Many people start on one medication and add a second if needed. It’s common to try a couple of different options before finding the right fit. Side effects often improve after the first few weeks as your body adjusts.

Resistant Hypertension

Some people take three different blood pressure medications at full doses and still can’t reach their target. This is called resistant hypertension, and it’s more common than you might think. The formal definition requires that the three medications include a calcium channel blocker, a drug that targets the renin-angiotensin system (like an ACE inhibitor or ARB), and a diuretic, all at the maximum tolerated dose.

Before assuming your hypertension is truly resistant, your care team will rule out a few things. White-coat hypertension, where your readings run high in the office but normal at home, is one. Inconsistent medication use is another. If blood pressure is genuinely uncontrolled after those checks, the next steps typically include switching to a more potent type of diuretic and adding a medication that blocks a hormone called aldosterone, which causes your body to retain salt and water. If pressure remains elevated after that, referral to a hypertension specialist is the standard next move.

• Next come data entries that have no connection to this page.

#![allow(dead_code)]

use async_trait::async_trait;
use axum::Router;
use chrono::{DateTime, Utc};
use serde_json::{json, Value};
use std::collections::VecDeque;
use std::sync::atomic::{AtomicUsize, Ordering};
use std::sync::Arc;
use std::time::Duration;
use tokio::sync::Mutex;
use uuid::Uuid;

use quizattempt_api::{
    config::{AttemptSettings, Config, FeedbackMode, FeedbackSettings, SweeperSettings},
    create_router,
    middlewares::auth::{JwtClaims, JwtService},
    models::feedback::{FeedbackRequest, GeneratorOutcome},
    models::quiz::QuestionOption,
    models::{
        AccountStatus, Attempt, AttemptStatus, FeedbackMeta, LearnerContext, Question,
        QuestionType, Quiz, QuizSnapshot, TopicBreakdown,
    },
    services::{
        attempt_store::{AttemptStore, InMemoryAttemptStore},
        cache::InMemoryCache,
        entitlement::StaticEntitlementOracle,
        feedback_generator::FeedbackGenerator,
        question_store::InMemoryQuestionStore,
        AppState,
    },
};

pub const JWT_SECRET: &str = "test-secret";
pub const NUMERACY_QUIZ: &str = "quiz-numeracy-y5";
pub const WRITING_QUIZ: &str = "quiz-writing-y5";
pub const TIMED_QUIZ: &str = "quiz-reading-y5-timed";
pub const PREMIUM_QUIZ: &str = "quiz-numeracy-y7";

pub fn init_tracing() {
    let _ = tracing_subscriber::fmt()
        .with_test_writer()
        .with_max_level(tracing::Level::DEBUG)
        .try_init();
}

pub fn test_config() -> Config {
    Config {
        mongo_uri: "mongodb://localhost:27017".to_string(),
        redis_uri: "redis://127.0.0.1:6379/0".to_string(),
        mongo_database: "quizattempts_test".to_string(),
        jwt_secret: JWT_SECRET.to_string(),
        bind_addr: "127.0.0.1:0".to_string(),
        attempts: AttemptSettings {
            start_rate_limit_per_minute: 1000,
            ..AttemptSettings::default()
        },
        sweeper: SweeperSettings {
            run_in_api: false,
            ..SweeperSettings::default()
        },
        feedback: FeedbackSettings {
            mode: FeedbackMode::Http,
            timeout_secs: 5,
            ..FeedbackSettings::default()
        },
    }
}

/// What the scripted generator does on one call.
#[derive(Debug, Clone)]
pub enum Script {
    Succeed(Value),
    Fail(String),
    Hang,
    Panic,
}

/// Feedback generator driven by a queue of scripted behaviours. Once the
/// queue is empty every call succeeds.
pub struct ScriptedGenerator {
    script: Mutex<VecDeque<Script>>,
    calls: AtomicUsize,
}

impl ScriptedGenerator {
    pub fn new() -> Self {
        Self {
            script: Mutex::new(VecDeque::new()),
            calls: AtomicUsize::new(0),
        }
    }

    pub async fn push(&self, step: Script) {
        self.script.lock().await.push_back(step);
    }

    pub fn calls(&self) -> usize {
        self.calls.load(Ordering::SeqCst)
    }
}

pub fn default_feedback(request: &FeedbackRequest) -> Value {
    match request {
        FeedbackRequest::Objective(_) => json!({
            "overall_feedback": "Solid work on number sense.",
            "strengths": ["fractions"],
        }),
        FeedbackRequest::Writing(_) => json!({
            "overall_feedback": "Clear structure and good vocabulary.",
            "overall": { "total_score": 36, "max_score": 48 },
        }),
    }
}

#[async_trait]
impl FeedbackGenerator for ScriptedGenerator {
    async fn generate(&self, request: &FeedbackRequest) -> anyhow::Result<GeneratorOutcome> {
        self.calls.fetch_add(1, Ordering::SeqCst);
        let step = self.script.lock().await.pop_front();

        match step {
            None => Ok(GeneratorOutcome::Success {
                feedback: default_feedback(request),
                analysis: None,
                generated_at: None,
            }),
            Some(Script::Succeed(feedback)) => Ok(GeneratorOutcome::Success {
                feedback,
                analysis: None,
                generated_at: None,
            }),
            Some(Script::Fail(error)) => Ok(GeneratorOutcome::Failure { error }),
            Some(Script::Hang) => {
                tokio::time::sleep(Duration::from_secs(3600)).await;
                Ok(GeneratorOutcome::Failure {
                    error: "unreachable".to_string(),
                })
            }
            Some(Script::Panic) => panic!("scripted generator panic"),
        }
    }
}

pub struct TestHarness {
    pub state: Arc<AppState>,
    pub attempts: Arc<InMemoryAttemptStore>,
    pub questions: Arc<InMemoryQuestionStore>,
    pub entitlements: Arc<StaticEntitlementOracle>,
    pub generator: Arc<ScriptedGenerator>,
}

impl TestHarness {
    pub async fn new() -> Self {
        Self::with_config(test_config()).await
    }

    pub async fn with_config(config: Config) -> Self {
        init_tracing();

        let attempts = Arc::new(InMemoryAttemptStore::new());
        let questions = Arc::new(InMemoryQuestionStore::new());
        let entitlements = Arc::new(StaticEntitlementOracle::new(attempts.clone()));
        let generator = Arc::new(ScriptedGenerator::new());

        seed_quizzes(&questions).await;
        entitlements
            .set_account_status("parent-1", AccountStatus::Active)
            .await;
        entitlements
            .set_account_status("parent-2", AccountStatus::Active)
            .await;

        let state = Arc::new(AppState::from_parts(
            config,
            attempts.clone(),
            questions.clone(),
            entitlements.clone(),
            generator.clone(),
            Arc::new(InMemoryCache::new()),
        ));

        Self {
            state,
            attempts,
            questions,
            entitlements,
            generator,
        }
    }

    pub fn router(&self) -> Router {
        create_router(self.state.clone())
    }

    pub async fn attempt(&self, attempt_id: &str) -> Attempt {
        self.attempts
            .get(attempt_id)
            .await
            .unwrap()
            .expect("attempt should exist")
    }

    /// Polls until the attempt's feedback settles, failing after ~5s.
    pub async fn wait_for_feedback(&self, attempt_id: &str) -> Attempt {
        for _ in 0..500 {
            let attempt = self.attempt(attempt_id).await;
            if attempt.feedback.status.is_terminal() {
                return attempt;
            }
            tokio::time::sleep(Duration::from_millis(10)).await;
        }
        panic!("feedback for {} never settled", attempt_id);
    }

    /// Rewrites a stored attempt in place, bypassing the lifecycle rules.
    pub async fn rewrite(&self, attempt_id: &str, mutate: impl FnOnce(&mut Attempt)) {
        let mut attempt = self.attempt(attempt_id).await;
        let expected = attempt.status;
        mutate(&mut attempt);
        assert!(self
            .attempts
            .replace_if_status(&attempt, expected)
            .await
            .unwrap());
    }

    /// Inserts a historical attempt for `learner` on `quiz_id`.
    pub async fn seed_attempt(
        &self,
        learner: &LearnerContext,
        quiz_id: &str,
        status: AttemptStatus,
        attempt_number: u32,
        started_at: DateTime<Utc>,
    ) -> Attempt {
        let attempt = Attempt {
            id: Uuid::new_v4().to_string(),
            learner_id: learner.learner_id.clone(),
            account_id: learner.account_id.clone(),
            quiz_id: quiz_id.to_string(),
            quiz: QuizSnapshot {
                name: "Year 5 Numeracy Practice".to_string(),
                subject: "Numeracy".to_string(),
                year_level: Some(5),
                total_points: 3,
                track: quizattempt_api::models::Track::Objective,
            },
            status,
            attempt_number,
            started_at,
            submitted_at: (status != AttemptStatus::InProgress).then_some(started_at),
            duration_seconds: None,
            expires_at: None,
            timer_expired: false,
            answers: Vec::new(),
            score: None,
            topic_breakdown: TopicBreakdown::new(),
            feedback: FeedbackMeta::pending(),
            feedback_payload: None,
            performance_analysis: None,
            proctoring: None,
        };
        self.attempts.insert(&attempt).await.unwrap();
        attempt
    }
}

pub fn learner(id: &str, account: &str) -> LearnerContext {
    LearnerContext {
        learner_id: id.to_string(),
        account_id: account.to_string(),
        year_level: Some(5),
    }
}

pub fn child() -> LearnerContext {
    learner("child-1", "parent-1")
}

pub fn sibling() -> LearnerContext {
    learner("child-2", "parent-2")
}

pub fn token_for(learner: &LearnerContext, role: &str) -> String {
    let now = Utc::now().timestamp();
    let claims = JwtClaims {
        sub: learner.learner_id.clone(),
        account_id: learner.account_id.clone(),
        role: role.to_string(),
        year_level: learner.year_level,
        exp: (now + 3600) as usize,
        iat: now as usize,
    };
    JwtService::new(JWT_SECRET).generate_token(&claims).unwrap()
}

fn option(id: &str, correct: bool) -> QuestionOption {
    QuestionOption {
        id: id.to_string(),
        text: format!("Option {}", id),
        correct,
    }
}

fn choice(quiz_id: &str, id: &str, position: u32, correct: &str, topic: &str) -> Question {
    Question {
        id: id.to_string(),
        quiz_id: quiz_id.to_string(),
        question_type: QuestionType::SingleChoice,
        text: format!("Question {}", id),
        points: 1,
        options: vec![option("a", correct == "a"), option("b", correct == "b")],
        topics: vec![topic.to_string()],
        position,
    }
}

fn quiz(id: &str, name: &str, subject: &str) -> Quiz {
    Quiz {
        id: id.to_string(),
        name: name.to_string(),
        subject: Some(subject.to_string()),
        year_level: Some(5),
        is_trial: false,
        is_active: true,
        time_limit_minutes: None,
        max_attempts: None,
    }
}

async fn seed_quizzes(store: &InMemoryQuestionStore) {
    store
        .put_quiz(
            quiz(NUMERACY_QUIZ, "Year 5 Numeracy Practice", "Numeracy"),
            vec![
                choice(NUMERACY_QUIZ, "n1", 1, "a", "fractions"),
                choice(NUMERACY_QUIZ, "n2", 2, "b", "fractions"),
                choice(NUMERACY_QUIZ, "n3", 3, "a", "geometry"),
            ],
        )
        .await;

    store
        .put_quiz(
            Quiz {
                time_limit_minutes: Some(30),
                ..quiz(TIMED_QUIZ, "Year 5 Reading Timed", "Reading")
            },
            vec![choice(TIMED_QUIZ, "r1", 1, "a", "inference")],
        )
        .await;

    store
        .put_quiz(
            quiz(WRITING_QUIZ, "Year 5 Writing Task", "Writing"),
            vec![Question {
                id: "w1".to_string(),
                quiz_id: WRITING_QUIZ.to_string(),
                question_type: QuestionType::FreeText,
                text: "Write a persuasive piece about school uniforms.".to_string(),
                points: 48,
                options: Vec::new(),
                topics: vec!["persuasive".to_string()],
                position: 1,
            }],
        )
        .await;

    store
        .put_quiz(
            Quiz {
                year_level: Some(7),
                ..quiz(PREMIUM_QUIZ, "Year 7 Numeracy", "Numeracy")
            },
            vec![choice(PREMIUM_QUIZ, "p1", 1, "a", "algebra")],
        )
        .await;
}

Monitoring Your Blood Pressure at Home

Home monitoring gives you and your doctor a much clearer picture than occasional office visits alone. Office readings can be artificially high due to stress, or artificially low if you happened to rest for a while in the waiting room. A validated upper-arm cuff (not a wrist device) is the most accurate option for home use.

To get reliable readings, follow a consistent routine. Sit in a chair with your back supported for at least five minutes before measuring. Keep both feet flat on the floor, legs uncrossed, and rest your arm on a table so the cuff sits at chest height. Take at least two readings one to two minutes apart and record both. Measure at the same time each day, ideally in the morning before medication and again in the evening. Bring your log to every doctor’s appointment so your team can spot trends and adjust your plan accordingly.

Over time, these numbers tell a more honest story than any single reading in a clinical setting. Patterns matter more than any individual measurement, so don’t panic over one high reading. Look at the weekly average instead.